▸ **Work required**
Transcribe the data exactly, stopping after the "never recorded as" line.

▸ **Record set**
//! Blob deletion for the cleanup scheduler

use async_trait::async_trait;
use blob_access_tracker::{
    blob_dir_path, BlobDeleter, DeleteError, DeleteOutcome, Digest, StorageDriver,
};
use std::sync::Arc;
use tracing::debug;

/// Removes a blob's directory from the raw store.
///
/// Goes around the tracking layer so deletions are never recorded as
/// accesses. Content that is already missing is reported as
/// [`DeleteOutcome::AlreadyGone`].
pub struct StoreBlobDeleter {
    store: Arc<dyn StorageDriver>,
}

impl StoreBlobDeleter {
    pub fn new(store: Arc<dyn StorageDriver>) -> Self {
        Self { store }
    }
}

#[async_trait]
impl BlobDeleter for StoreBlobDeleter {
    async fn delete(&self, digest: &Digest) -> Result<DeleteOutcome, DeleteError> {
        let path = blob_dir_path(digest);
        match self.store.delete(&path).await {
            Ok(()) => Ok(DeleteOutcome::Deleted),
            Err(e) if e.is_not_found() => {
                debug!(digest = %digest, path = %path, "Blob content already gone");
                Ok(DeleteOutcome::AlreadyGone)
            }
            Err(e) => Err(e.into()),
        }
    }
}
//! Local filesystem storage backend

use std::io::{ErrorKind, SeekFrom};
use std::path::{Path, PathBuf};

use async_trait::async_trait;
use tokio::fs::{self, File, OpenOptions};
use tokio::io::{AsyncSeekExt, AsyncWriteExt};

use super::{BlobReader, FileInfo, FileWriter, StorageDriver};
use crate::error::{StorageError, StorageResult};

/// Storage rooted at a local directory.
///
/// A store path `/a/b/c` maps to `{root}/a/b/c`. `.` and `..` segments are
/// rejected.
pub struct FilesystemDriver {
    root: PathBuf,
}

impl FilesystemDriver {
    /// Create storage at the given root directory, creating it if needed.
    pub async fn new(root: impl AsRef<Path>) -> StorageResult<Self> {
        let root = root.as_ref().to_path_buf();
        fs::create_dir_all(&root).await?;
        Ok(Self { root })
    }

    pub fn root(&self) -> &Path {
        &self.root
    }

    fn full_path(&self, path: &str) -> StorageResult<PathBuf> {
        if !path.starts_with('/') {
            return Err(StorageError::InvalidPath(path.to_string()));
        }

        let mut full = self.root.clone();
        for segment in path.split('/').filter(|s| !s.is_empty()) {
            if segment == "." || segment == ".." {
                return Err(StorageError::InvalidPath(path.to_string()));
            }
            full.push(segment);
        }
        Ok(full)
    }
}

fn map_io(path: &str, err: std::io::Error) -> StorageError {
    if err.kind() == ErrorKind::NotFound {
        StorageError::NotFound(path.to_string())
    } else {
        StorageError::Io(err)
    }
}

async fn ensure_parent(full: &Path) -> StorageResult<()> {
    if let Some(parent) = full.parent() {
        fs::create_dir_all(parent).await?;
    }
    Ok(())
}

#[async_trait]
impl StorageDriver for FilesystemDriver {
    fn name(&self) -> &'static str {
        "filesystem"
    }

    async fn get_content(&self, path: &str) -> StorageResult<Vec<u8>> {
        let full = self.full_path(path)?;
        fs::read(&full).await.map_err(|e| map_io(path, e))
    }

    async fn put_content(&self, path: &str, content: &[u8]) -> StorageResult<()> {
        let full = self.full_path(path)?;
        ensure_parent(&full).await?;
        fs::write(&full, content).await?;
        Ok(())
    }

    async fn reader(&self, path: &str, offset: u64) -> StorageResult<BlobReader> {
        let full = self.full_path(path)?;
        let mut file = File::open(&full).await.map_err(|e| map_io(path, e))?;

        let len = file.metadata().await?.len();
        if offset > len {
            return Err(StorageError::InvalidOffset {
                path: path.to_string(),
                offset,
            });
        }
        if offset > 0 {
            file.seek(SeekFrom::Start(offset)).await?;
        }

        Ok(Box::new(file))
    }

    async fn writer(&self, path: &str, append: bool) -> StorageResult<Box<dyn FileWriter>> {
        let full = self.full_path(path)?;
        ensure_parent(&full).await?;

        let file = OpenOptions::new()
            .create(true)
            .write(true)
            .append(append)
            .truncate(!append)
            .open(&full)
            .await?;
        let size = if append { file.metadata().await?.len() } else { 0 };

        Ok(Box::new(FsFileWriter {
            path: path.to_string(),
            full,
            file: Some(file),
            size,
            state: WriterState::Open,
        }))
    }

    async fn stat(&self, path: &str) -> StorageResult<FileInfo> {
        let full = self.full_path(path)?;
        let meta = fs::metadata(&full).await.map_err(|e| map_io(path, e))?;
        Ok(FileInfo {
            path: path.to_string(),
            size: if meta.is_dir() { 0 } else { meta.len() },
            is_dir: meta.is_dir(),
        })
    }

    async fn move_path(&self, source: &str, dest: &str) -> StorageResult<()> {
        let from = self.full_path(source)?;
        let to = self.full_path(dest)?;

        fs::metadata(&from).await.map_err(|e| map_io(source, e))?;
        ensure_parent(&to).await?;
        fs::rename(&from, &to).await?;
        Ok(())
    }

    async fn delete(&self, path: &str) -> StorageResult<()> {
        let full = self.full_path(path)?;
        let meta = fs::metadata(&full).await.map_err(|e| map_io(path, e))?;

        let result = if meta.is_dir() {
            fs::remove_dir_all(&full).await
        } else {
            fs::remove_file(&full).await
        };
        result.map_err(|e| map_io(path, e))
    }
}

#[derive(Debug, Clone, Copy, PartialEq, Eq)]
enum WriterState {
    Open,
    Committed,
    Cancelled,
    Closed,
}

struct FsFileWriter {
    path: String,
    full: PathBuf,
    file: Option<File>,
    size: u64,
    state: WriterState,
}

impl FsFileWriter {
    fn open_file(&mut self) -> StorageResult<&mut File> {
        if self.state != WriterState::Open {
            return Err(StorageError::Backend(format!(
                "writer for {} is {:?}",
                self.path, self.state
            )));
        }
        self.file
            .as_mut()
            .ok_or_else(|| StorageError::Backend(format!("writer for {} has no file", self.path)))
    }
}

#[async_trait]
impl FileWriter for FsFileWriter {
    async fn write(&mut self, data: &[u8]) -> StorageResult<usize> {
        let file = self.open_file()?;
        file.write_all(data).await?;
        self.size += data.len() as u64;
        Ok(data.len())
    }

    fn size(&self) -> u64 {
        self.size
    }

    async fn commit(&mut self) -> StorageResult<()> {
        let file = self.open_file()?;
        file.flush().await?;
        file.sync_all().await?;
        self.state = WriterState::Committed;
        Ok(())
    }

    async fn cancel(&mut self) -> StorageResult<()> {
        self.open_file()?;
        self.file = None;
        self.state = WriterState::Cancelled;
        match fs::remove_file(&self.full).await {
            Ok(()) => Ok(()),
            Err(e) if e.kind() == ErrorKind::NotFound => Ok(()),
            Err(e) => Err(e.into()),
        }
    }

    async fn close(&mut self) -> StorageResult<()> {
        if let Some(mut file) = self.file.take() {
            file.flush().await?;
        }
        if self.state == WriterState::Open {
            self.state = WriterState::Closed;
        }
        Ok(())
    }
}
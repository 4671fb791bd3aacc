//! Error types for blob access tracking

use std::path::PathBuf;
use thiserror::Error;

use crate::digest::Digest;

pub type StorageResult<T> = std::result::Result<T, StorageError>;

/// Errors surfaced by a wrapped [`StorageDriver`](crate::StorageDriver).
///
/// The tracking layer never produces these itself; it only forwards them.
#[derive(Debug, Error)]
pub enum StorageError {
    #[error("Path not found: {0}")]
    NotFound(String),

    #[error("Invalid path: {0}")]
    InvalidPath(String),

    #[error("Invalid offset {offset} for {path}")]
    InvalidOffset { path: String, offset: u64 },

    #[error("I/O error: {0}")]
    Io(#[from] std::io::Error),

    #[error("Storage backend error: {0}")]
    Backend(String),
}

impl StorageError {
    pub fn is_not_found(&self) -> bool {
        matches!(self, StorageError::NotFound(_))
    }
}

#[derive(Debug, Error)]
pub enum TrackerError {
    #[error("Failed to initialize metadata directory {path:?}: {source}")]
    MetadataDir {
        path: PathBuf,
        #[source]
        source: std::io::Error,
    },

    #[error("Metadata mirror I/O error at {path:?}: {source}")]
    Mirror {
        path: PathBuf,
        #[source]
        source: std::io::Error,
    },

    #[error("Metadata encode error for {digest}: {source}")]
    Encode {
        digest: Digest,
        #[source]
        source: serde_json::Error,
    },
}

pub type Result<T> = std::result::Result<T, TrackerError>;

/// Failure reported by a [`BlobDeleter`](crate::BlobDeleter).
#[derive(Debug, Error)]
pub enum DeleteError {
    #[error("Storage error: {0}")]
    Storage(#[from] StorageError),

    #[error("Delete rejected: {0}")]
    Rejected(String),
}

▸ **Task solution**
//! Blob deletion for the cleanup scheduler

use async_trait::async_trait;
use blob_access_tracker::{
    blob_dir_path, BlobDeleter, DeleteError, DeleteOutcome, Digest, StorageDriver,
};
use std::sync::Arc;
use tracing::debug;

/// Removes a blob's directory from the raw store.
///
/// Goes around the tracking layer so deletions are never recorded as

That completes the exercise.